There are many like her who long for the old world, when everyone agreed that sight was too fickle and reality could only be trusted within an arm’s reach. Before, people discovered the world through brushing against passersby and trailing fingers across store fronts. They were lanterns, bobbing in the night. These wistful individuals ask how, how could placing a glass between the world and our soul make us see more rightly? How is light, twisting through miles of wind and air, more certain than what we can physically touch?
But business owners, and managers, and leaders of industry only see results. Standardized vision is standardized understanding, and standardized understanding can be mechanized. Companies began purchasing low-grade, colorless lenses to improve efficiency, and soon the lens pervaded the working class. But how much longer do the hours stretch, oiling gears and boxing shipments, when the faces and walls around you are stilled with shades of black and grey?
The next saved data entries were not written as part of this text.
mod panels;
pub(crate) mod row_helpers;
pub mod seeds;

use anyhow::{Context, Result};
use sqlx::{sqlite::SqlitePoolOptions, Pool, Sqlite};

use crate::models::*;
use crate::routing::InterfaceType;

use panels::{PanelRepo, Upserted};

/// A lookup by id matched no row. Handlers downcast to this for 404s.
#[derive(Debug)]
pub struct NotFoundError {
    pub resource: String,
    pub id: String,
}

impl NotFoundError {
    pub fn new(resource: &str, id: &str) -> Self {
        Self {
            resource: resource.to_string(),
            id: id.to_string(),
        }
    }
}

impl std::fmt::Display for NotFoundError {
    fn fmt(&self, f: &mut std::fmt::Formatter<'_>) -> std::fmt::Result {
        write!(f, "{} not found: {}", self.resource, self.id)
    }
}

impl std::error::Error for NotFoundError {}

/// Store owns the panel catalog, delegating queries to the repo module.
#[derive(Clone)]
pub struct Store {
    pool: Pool<Sqlite>,
}

impl Store {
    /// Create a new database store with a specific pool size
    pub async fn with_pool_size(db_path: &str, max_connections: u32) -> Result<Self> {
        let db_url = format!("sqlite:{}?mode=rwc", db_path);

        let pool = SqlitePoolOptions::new()
            .max_connections(max_connections)
            .connect(&db_url)
            .await
            .context("Failed to connect to database")?;

        let store = Self { pool };
        store.migrate().await?;
        Ok(store)
    }

    async fn migrate(&self) -> Result<()> {
        sqlx::migrate!("./migrations")
            .run(&self.pool)
            .await
            .context("Failed to run database migrations")?;
        Ok(())
    }

    /// Load the sample catalog into an empty table.
    /// Returns the number of rows inserted.
    pub async fn seed_sample_catalog(&self) -> Result<usize> {
        if PanelRepo::count(&self.pool).await? > 0 {
            return Ok(0);
        }

        let mut inserted = 0;
        for (dcim_id, room, name, rack, u, interface, size, destination, status, ports, class) in
            seeds::sample_panel_params()
        {
            let row = ImportPanelRequest {
                dcim_id: dcim_id.to_string(),
                name: name.to_string(),
                room: room.to_string(),
                rack: rack.to_string(),
                u: u.to_string(),
                interface: interface.to_string(),
                size: Some(size.to_string()),
                status: status.to_string(),
                how_many_ports_remain: ports.to_string(),
                classification: Some(class.to_string()),
                destination: destination.to_string(),
            };
            PanelRepo::upsert(&self.pool, &row)
                .await
                .with_context(|| format!("Failed to seed panel {}", dcim_id))?;
            inserted += 1;
        }

        tracing::info!("Seeded {} sample panels", inserted);
        Ok(inserted)
    }

    // ========== Panel Operations ==========

    pub async fn list_panels(&self, filter: &PanelFilterQuery) -> Result<Vec<PanelRecord>> {
        PanelRepo::list(&self.pool, filter).await
    }

    pub async fn get_panel(&self, dcim_id: &str) -> Result<Option<PanelRecord>> {
        PanelRepo::get(&self.pool, dcim_id).await
    }

    pub async fn update_panel(&self, dcim_id: &str, req: &UpdatePanelRequest) -> Result<PanelRecord> {
        PanelRepo::update(&self.pool, dcim_id, req).await
    }

    pub async fn list_rooms(&self) -> Result<Vec<String>> {
        PanelRepo::list_rooms(&self.pool).await
    }

    pub async fn list_racks(&self, room: Option<&str>) -> Result<Vec<String>> {
        PanelRepo::list_racks(&self.pool, room).await
    }

    pub async fn list_routable_panels(
        &self,
        interface: InterfaceType,
        classification: ClassificationFilter,
    ) -> Result<Vec<PanelRecord>> {
        PanelRepo::list_routable(&self.pool, interface, classification).await
    }

    pub async fn count_panels(&self) -> Result<i64> {
        PanelRepo::count(&self.pool).await
    }

    /// Write every row keyed by dcim_id. Rows without an id, or that fail
    /// to write, are reported in `errors` and do not stop the import.
    pub async fn upsert_panels(&self, rows: &[ImportPanelRequest]) -> Result<ImportResult> {
        let mut result = ImportResult::default();

        for row in rows {
            if row.dcim_id.trim().is_empty() {
                result.errors.push("row without dcim_id".to_string());
                continue;
            }
            match PanelRepo::upsert(&self.pool, row).await {
                Ok(Upserted::Created) => result.created += 1,
                Ok(Upserted::Updated) => result.updated += 1,
                Err(e) => {
                    tracing::warn!("Failed to import panel {}: {}", row.dcim_id, e);
                    result.errors.push(format!("{}: {}", row.dcim_id, e));
                }
            }
        }

        Ok(result)
    }
}


#[cfg(test)]
mod tests {
    use super::test_support::{memory_store, seeded_store};
    use super::*;
    use crate::routing::Classification;
    use tokio_test::assert_ok;

    fn import_row(dcim_id: &str, rack: &str, ports: &str) -> ImportPanelRequest {
        ImportPanelRequest {
            dcim_id: dcim_id.to_string(),
            name: format!("Panel {}", dcim_id),
            room: "ROOM9".to_string(),
            rack: rack.to_string(),
            u: "10".to_string(),
            interface: "RJ".to_string(),
            size: None,
            status: "True".to_string(),
            how_many_ports_remain: ports.to_string(),
            classification: Some("red".to_string()),
            destination: "B01-C01".to_string(),
        }
    }

    #[tokio::test]
    async fn test_seed_loads_sample_catalog_once() {
        let store = seeded_store().await;
        assert_eq!(store.count_panels().await.unwrap(), 10);
        assert_eq!(assert_ok!(store.seed_sample_catalog().await), 0);
        assert_eq!(store.count_panels().await.unwrap(), 10);
    }

    #[tokio::test]
    async fn test_routable_honours_interface_prefix_and_status() {
        let store = seeded_store().await;

        let mm = store
            .list_routable_panels(InterfaceType::Mm, ClassificationFilter::Any)
            .await
            .unwrap();
        let ids: Vec<&str> = mm.iter().map(|p| p.dcim_id.as_str()).collect();
        // DCIM006 is MM-LC but disabled
        assert_eq!(ids, vec!["DCIM003", "DCIM010"]);

        let sm = store
            .list_routable_panels(InterfaceType::Sm, ClassificationFilter::Any)
            .await
            .unwrap();
        assert_eq!(sm.len(), 1);
        assert_eq!(sm[0].dcim_id, "DCIM008");
    }

    #[tokio::test]
    async fn test_routable_classification_filter() {
        let store = seeded_store().await;

        let red = store
            .list_routable_panels(InterfaceType::Rj, ClassificationFilter::Only(Classification::Red))
            .await
            .unwrap();
        assert_eq!(red.len(), 4);
        assert!(red.iter().all(|p| p.classification.as_deref() == Some("red")));

        let black = store
            .list_routable_panels(InterfaceType::Rj, ClassificationFilter::Only(Classification::Black))
            .await
            .unwrap();
        assert_eq!(black.len(), 1);

        let both = store
            .list_routable_panels(InterfaceType::Rj, ClassificationFilter::RedOrBlack)
            .await
            .unwrap();
        assert_eq!(both.len(), 5);
    }

    #[tokio::test]
    async fn test_list_panels_filters() {
        let store = seeded_store().await;

        let all = store.list_panels(&PanelFilterQuery::default()).await.unwrap();
        assert_eq!(all.len(), 10);
        assert!(all.windows(2).all(|w| w[0].rack <= w[1].rack));

        let room2 = PanelFilterQuery {
            room: Some("ROOM2".to_string()),
            ..Default::default()
        };
        assert_eq!(store.list_panels(&room2).await.unwrap().len(), 5);

        let room_and_rack = PanelFilterQuery {
            room: Some("ROOM2".to_string()),
            rack: Some("A05-C09".to_string()),
            q: None,
        };
        assert_eq!(store.list_panels(&room_and_rack).await.unwrap().len(), 2);

        let by_name = PanelFilterQuery {
            q: Some("Panel-1".to_string()),
            ..Default::default()
        };
        let found = store.list_panels(&by_name).await.unwrap();
        assert_eq!(found.len(), 1);
        assert_eq!(found[0].dcim_id, "DCIM010");
    }

    #[tokio::test]
    async fn test_rooms_exclude_test_rooms() {
        let store = seeded_store().await;
        let mut row = import_row("DCIM900", "Z01-C01", "4");
        row.room = "Lab-Test".to_string();
        assert_ok!(store.upsert_panels(&[row]).await);

        let rooms = store.list_rooms().await.unwrap();
        assert_eq!(rooms, vec!["ROOM1", "ROOM2", "ROOM3", "ROOM4"]);

        let racks = store.list_racks(Some("ROOM3")).await.unwrap();
        assert_eq!(racks, vec!["A07-C07"]);
    }

    #[tokio::test]
    async fn test_upsert_reports_created_and_updated() {
        let store = memory_store().await;

        let first = store
            .upsert_panels(&[import_row("D1", "A01-C01", "4"), import_row("D2", "A01-C02", "8")])
            .await
            .unwrap();
        assert_eq!((first.created, first.updated), (2, 0));

        let second = store
            .upsert_panels(&[import_row("D1", "A01-C01", "6"), import_row("", "A01-C03", "1")])
            .await
            .unwrap();
        assert_eq!((second.created, second.updated), (0, 1));
        assert_eq!(second.errors.len(), 1);

        let d1 = store.get_panel("D1").await.unwrap().unwrap();
        assert_eq!(d1.how_many_ports_remain, "6");
        assert!(d1.date_updated.is_some());
    }

    #[tokio::test]
    async fn test_update_panel_keeps_absent_fields() {
        let store = seeded_store().await;
        let req = UpdatePanelRequest {
            how_many_ports_remain: Some("A01-C03: 0".to_string()),
            ..Default::default()
        };
        let updated = store.update_panel("DCIM001", &req).await.unwrap();
        assert_eq!(updated.how_many_ports_remain, "A01-C03: 0");
        assert_eq!(updated.interface, "RJ");
        assert_eq!(updated.classification.as_deref(), Some("red"));

        let err = store.update_panel("NOPE", &req).await.unwrap_err();
        assert!(err.downcast_ref::<NotFoundError>().is_some());
        assert!(store.get_panel("NOPE").await.unwrap().is_none());
    }
}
Meanwhile, artists revel in visual and physical isolation. They reject the lens, reject touch, and reject certainty. They sit at street corners and cafes gazing at the shapes eddying before them, hands translating these images onto paper or into words before they shift with the next breeze. This is what it means to be human, they say. Confuse your senses, lose yourself, and then show the world what you learned. One’s soul mate is said to be the only other person whose natural vision is identical—one who also sees the world in jagged fractals, or colorful mist.
Proponents of lenses argue that now everyone can harmonize as well as soul mates can. People can share in visual experiences. Factory work is finally safe; fingers are rarely lost and miscommunications needn’t be fatal. Hospitals’ mortality rates dropped, and all manner of food and commodities are more abundant than ever before. Change is hard, but this change is good.
Certainly, the barista would not have had a job before the lens existed. She couldn’t be sure which drink to place at the bar as each patron approached. She is privileged beyond belief.
The barista sees the boy and his mother once more after that day. A lazy summer evening gathers families and couples atop a grassy hill overlooking the city, and as the barista leans against her partner, she spots the two further down the hill. The boy sits in his mother’s lap and describes the fractured reds and golds painted across his sky, tracing twenty different suns with his mother’s pointed finger. The barista and her partner sit in silence, and they can hear the boy’s words carried by the wind. She listens intently, and after some time, she swears that she can see the sun begin to crack.